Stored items
━━━━━━━━━━━━━━━━

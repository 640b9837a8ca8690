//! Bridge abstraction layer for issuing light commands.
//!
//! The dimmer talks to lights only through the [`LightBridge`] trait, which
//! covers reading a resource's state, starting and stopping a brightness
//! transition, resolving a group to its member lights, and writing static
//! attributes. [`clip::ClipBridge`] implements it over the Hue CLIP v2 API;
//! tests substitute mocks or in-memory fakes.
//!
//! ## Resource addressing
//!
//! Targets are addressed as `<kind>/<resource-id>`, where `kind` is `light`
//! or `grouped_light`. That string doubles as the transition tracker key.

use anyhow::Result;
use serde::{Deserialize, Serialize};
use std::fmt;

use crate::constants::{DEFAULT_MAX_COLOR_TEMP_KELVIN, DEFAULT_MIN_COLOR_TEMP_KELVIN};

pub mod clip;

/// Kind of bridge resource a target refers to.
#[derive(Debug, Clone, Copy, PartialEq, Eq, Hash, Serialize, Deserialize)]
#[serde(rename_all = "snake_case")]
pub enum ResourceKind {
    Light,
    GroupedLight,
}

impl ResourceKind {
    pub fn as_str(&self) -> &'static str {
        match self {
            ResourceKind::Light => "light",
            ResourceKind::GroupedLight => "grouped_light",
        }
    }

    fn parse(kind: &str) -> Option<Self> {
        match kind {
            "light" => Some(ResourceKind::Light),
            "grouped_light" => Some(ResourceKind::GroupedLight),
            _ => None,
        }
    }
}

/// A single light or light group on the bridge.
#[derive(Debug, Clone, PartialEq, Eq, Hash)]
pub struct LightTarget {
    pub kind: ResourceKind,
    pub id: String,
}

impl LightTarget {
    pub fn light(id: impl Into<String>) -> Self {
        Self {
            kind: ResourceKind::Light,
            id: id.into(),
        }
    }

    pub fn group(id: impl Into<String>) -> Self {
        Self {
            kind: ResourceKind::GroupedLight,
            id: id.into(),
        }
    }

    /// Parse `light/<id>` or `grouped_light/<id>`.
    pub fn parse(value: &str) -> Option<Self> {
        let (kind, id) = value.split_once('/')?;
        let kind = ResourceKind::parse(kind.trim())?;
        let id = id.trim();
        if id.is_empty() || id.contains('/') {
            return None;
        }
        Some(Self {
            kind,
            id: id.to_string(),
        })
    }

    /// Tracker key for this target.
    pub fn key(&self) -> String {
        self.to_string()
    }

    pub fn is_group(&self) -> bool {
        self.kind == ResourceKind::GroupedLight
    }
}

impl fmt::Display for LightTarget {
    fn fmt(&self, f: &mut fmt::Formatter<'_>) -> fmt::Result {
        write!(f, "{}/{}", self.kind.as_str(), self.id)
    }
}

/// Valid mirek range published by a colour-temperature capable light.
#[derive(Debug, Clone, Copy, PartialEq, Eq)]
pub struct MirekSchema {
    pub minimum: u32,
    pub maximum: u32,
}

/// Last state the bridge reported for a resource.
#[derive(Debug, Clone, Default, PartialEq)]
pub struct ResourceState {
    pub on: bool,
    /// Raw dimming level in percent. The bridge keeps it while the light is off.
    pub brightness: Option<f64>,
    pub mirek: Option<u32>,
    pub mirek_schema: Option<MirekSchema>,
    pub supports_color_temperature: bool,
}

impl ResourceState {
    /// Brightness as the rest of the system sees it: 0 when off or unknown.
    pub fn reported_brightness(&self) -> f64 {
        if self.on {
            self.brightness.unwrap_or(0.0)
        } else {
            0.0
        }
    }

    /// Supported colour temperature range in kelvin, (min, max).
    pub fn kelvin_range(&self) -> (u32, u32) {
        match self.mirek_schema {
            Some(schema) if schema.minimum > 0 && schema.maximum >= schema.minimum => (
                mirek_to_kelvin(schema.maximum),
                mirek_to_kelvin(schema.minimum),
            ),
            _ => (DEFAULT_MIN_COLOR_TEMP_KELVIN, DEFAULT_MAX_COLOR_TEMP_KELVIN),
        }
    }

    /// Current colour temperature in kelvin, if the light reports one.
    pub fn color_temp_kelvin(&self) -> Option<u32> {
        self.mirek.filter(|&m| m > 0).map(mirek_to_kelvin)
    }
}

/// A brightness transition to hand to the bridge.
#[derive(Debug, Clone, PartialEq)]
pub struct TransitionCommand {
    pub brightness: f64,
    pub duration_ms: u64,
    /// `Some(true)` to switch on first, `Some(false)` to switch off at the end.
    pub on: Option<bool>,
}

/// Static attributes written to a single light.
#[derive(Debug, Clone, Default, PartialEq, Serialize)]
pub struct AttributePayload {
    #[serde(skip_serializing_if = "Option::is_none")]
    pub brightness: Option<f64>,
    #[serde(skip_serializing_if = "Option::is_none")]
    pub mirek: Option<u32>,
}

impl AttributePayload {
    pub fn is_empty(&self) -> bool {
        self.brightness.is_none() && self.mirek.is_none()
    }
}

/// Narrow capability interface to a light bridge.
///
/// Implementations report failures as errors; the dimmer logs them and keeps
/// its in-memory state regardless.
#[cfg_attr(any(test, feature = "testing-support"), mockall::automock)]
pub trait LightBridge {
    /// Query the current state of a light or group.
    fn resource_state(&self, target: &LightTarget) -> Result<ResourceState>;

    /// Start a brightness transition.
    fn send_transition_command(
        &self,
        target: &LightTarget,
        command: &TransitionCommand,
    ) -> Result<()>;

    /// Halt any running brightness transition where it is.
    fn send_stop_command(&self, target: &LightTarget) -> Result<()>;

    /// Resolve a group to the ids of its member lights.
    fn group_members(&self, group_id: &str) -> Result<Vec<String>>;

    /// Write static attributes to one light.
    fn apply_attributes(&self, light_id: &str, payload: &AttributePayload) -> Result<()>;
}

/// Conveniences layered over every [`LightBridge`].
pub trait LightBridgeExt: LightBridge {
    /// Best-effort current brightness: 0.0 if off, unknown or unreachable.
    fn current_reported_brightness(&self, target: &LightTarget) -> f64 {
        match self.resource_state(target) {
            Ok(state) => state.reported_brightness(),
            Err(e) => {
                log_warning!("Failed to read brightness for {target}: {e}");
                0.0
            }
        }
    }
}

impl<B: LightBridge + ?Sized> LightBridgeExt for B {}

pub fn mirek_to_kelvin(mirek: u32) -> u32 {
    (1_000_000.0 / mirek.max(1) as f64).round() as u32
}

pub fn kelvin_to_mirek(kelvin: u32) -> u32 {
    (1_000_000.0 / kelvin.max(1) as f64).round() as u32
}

━━━━━━━━━━━━━━━━

EXERCISE DETAILS — What lines in the data above contain the word "unknown"? Copy them all.

ANSWER —
    /// Brightness as the rest of the system sees it: 0 when off or unknown.
    /// Best-effort current brightness: 0.0 if off, unknown or unreachable.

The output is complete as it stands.